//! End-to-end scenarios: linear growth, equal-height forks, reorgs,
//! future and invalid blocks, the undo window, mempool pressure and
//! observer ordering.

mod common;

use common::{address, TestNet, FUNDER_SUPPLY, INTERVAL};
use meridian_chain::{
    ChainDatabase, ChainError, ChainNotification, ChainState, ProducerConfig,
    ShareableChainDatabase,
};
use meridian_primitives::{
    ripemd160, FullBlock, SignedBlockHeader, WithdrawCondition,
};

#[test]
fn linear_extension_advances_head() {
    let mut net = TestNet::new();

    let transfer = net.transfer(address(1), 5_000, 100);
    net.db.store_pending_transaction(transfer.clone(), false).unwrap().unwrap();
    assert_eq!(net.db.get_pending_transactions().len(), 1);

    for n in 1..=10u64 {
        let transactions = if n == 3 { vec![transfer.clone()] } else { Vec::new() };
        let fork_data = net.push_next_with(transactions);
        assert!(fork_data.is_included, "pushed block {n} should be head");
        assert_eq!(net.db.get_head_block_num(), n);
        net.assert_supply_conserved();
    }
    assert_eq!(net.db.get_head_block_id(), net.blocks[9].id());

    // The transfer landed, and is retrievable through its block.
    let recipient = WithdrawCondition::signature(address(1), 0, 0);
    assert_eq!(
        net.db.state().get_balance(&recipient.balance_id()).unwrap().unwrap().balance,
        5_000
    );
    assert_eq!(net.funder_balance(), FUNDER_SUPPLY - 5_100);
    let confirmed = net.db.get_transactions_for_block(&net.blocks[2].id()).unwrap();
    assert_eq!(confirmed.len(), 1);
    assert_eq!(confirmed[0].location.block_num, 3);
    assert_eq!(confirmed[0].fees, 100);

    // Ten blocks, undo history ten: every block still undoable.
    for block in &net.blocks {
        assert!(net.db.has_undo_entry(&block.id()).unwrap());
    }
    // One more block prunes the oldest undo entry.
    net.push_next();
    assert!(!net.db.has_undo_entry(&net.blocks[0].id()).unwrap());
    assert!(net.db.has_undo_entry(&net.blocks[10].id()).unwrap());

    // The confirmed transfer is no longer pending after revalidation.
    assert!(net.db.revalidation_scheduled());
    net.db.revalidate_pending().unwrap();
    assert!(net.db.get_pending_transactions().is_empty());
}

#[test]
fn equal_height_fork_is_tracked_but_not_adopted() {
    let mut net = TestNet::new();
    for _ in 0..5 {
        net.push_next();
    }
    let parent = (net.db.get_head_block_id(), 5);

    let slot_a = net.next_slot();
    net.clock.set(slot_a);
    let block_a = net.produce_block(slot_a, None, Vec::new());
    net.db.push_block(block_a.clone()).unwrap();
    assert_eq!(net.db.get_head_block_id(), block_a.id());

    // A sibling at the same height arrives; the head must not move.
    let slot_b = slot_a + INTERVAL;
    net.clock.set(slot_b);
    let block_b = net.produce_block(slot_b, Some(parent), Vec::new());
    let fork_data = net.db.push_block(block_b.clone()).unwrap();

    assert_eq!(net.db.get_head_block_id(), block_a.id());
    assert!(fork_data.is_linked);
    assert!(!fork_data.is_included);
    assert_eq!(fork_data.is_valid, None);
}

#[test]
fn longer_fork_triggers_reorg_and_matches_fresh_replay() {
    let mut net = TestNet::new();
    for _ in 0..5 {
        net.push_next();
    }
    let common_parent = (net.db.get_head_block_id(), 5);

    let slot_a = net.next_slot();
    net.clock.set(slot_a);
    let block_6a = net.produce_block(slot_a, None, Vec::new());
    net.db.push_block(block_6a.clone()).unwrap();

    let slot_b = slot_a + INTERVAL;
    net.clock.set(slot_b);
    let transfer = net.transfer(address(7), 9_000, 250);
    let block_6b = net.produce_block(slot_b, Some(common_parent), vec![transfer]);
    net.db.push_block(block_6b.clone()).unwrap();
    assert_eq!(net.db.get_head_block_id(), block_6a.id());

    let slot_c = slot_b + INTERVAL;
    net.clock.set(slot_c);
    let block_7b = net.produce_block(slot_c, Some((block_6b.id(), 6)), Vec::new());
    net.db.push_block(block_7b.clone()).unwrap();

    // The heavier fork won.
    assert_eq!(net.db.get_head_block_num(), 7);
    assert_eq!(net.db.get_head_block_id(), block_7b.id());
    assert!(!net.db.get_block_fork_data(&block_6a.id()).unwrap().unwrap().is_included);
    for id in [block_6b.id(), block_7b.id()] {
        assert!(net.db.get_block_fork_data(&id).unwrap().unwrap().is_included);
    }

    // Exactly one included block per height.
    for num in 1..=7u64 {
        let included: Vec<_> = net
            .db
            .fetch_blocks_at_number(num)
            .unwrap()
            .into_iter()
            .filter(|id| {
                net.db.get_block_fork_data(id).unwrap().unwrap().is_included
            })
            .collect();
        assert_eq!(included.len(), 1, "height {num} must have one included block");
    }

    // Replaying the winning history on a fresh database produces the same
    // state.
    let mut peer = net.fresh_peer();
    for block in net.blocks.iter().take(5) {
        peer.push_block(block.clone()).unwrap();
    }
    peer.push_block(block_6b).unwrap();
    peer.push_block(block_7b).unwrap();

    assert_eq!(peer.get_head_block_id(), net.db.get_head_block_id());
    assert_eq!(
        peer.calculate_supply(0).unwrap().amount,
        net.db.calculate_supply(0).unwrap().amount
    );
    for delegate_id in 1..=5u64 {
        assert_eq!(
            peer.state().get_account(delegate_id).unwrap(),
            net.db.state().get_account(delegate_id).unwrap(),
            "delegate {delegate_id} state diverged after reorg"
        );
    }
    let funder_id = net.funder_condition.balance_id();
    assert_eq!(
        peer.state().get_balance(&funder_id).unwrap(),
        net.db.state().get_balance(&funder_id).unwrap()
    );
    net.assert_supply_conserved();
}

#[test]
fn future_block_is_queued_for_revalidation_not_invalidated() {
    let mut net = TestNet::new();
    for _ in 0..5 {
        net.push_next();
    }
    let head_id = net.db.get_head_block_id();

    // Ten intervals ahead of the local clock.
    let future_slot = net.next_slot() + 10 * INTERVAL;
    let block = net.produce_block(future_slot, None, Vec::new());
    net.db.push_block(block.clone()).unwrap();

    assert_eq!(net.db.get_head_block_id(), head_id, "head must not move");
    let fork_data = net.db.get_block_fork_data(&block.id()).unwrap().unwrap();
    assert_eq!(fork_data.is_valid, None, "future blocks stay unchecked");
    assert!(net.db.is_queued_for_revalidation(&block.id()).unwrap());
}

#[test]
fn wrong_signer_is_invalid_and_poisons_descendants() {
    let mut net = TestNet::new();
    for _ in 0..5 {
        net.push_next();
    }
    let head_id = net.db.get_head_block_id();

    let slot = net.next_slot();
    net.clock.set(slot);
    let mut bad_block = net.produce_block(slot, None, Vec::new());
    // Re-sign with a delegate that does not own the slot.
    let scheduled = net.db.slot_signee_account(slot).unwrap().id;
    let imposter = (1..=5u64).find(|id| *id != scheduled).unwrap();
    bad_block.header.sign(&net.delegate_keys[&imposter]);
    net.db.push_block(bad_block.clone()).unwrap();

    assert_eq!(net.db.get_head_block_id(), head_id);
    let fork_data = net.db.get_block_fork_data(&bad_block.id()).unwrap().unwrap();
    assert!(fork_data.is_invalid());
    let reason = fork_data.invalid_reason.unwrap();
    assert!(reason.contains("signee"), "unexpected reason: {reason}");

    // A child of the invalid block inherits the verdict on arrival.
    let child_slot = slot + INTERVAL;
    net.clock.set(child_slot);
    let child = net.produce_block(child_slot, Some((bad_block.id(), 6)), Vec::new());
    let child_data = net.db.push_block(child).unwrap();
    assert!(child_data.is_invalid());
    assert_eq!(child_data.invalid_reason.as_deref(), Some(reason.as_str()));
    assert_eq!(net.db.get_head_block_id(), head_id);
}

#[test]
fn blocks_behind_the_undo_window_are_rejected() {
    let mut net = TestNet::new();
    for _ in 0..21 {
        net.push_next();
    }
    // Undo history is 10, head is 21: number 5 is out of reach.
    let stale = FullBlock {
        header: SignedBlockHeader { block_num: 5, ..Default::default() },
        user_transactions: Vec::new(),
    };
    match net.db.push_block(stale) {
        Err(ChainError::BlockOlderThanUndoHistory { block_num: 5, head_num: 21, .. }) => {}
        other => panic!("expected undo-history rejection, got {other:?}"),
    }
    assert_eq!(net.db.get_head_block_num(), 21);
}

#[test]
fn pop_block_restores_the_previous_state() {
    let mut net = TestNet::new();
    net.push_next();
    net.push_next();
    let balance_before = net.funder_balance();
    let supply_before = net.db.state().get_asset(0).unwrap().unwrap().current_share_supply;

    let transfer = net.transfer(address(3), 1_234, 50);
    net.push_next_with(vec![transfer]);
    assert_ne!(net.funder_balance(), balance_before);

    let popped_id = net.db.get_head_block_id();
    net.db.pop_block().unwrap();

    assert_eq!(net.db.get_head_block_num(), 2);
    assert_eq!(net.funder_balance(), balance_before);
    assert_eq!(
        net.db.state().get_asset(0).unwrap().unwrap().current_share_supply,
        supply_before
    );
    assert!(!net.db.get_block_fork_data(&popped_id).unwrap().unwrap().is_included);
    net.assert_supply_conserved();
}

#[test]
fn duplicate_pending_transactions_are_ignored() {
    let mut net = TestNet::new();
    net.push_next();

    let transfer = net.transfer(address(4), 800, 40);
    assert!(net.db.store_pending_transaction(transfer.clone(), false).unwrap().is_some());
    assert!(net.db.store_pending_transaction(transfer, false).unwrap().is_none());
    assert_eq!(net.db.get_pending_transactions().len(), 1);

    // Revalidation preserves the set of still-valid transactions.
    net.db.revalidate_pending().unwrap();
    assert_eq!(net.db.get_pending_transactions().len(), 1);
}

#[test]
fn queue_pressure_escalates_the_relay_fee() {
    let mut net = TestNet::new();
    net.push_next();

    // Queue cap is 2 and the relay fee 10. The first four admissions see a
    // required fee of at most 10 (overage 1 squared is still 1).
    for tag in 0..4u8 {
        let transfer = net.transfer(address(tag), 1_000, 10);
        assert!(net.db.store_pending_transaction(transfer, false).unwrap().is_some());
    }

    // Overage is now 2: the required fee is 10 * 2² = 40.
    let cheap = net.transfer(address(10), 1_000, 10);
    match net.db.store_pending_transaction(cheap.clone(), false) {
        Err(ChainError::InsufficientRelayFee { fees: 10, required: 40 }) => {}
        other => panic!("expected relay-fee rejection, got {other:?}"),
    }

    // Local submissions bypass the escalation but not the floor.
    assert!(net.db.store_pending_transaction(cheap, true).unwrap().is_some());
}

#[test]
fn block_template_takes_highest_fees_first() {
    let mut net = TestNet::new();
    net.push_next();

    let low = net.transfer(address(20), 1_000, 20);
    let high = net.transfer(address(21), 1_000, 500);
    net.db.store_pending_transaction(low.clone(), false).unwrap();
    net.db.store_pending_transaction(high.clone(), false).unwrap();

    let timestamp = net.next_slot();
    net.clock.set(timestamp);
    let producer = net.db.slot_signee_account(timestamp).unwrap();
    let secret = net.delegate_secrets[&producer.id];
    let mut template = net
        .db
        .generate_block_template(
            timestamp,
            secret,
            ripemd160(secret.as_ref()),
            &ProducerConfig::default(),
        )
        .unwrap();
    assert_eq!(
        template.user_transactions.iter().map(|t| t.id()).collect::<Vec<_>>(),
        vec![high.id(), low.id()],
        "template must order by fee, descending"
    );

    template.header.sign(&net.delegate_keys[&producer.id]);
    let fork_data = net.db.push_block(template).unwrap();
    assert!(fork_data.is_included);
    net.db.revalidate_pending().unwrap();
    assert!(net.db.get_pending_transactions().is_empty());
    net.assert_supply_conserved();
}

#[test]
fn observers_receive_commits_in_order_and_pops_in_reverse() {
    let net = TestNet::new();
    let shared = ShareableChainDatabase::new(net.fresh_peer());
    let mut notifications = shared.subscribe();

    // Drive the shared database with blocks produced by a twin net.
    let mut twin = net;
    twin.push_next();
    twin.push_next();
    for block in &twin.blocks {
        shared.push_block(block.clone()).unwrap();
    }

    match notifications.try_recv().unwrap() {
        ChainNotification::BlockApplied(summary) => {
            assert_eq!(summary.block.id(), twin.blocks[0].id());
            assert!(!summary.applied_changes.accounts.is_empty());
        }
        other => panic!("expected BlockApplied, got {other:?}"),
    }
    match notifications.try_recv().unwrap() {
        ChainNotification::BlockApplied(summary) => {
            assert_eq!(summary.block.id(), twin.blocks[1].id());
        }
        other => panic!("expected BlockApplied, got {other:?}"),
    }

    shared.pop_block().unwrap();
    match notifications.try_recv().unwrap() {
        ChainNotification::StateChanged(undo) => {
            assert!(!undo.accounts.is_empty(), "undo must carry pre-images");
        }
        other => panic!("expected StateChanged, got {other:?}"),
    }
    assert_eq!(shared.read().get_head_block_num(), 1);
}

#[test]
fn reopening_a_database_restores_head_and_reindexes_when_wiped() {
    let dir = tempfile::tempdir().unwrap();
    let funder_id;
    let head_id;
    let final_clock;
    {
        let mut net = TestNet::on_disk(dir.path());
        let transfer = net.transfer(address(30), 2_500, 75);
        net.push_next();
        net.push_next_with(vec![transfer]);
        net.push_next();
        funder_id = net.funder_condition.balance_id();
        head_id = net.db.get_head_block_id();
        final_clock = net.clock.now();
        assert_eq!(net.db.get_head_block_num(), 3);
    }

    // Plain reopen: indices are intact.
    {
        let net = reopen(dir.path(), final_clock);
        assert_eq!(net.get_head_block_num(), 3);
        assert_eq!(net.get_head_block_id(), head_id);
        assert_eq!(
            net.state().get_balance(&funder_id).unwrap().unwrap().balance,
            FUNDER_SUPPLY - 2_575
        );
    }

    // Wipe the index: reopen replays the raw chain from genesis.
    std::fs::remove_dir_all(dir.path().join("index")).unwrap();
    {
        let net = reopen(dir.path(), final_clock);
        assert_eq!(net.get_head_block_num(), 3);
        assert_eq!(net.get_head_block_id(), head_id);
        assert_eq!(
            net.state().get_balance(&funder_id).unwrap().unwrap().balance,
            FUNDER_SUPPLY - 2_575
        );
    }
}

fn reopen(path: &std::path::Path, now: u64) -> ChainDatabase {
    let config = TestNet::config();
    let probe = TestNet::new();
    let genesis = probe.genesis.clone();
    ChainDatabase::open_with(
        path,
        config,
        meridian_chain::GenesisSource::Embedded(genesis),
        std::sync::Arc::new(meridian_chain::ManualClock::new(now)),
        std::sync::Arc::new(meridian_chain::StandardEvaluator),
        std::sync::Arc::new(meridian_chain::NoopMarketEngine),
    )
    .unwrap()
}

### GOAL OF THE EXERCISE
Where a line of the data holds "probe", show that line.

### SOLUTION TO THE PROBLEM
    let probe = TestNet::new();
    let genesis = probe.genesis.clone();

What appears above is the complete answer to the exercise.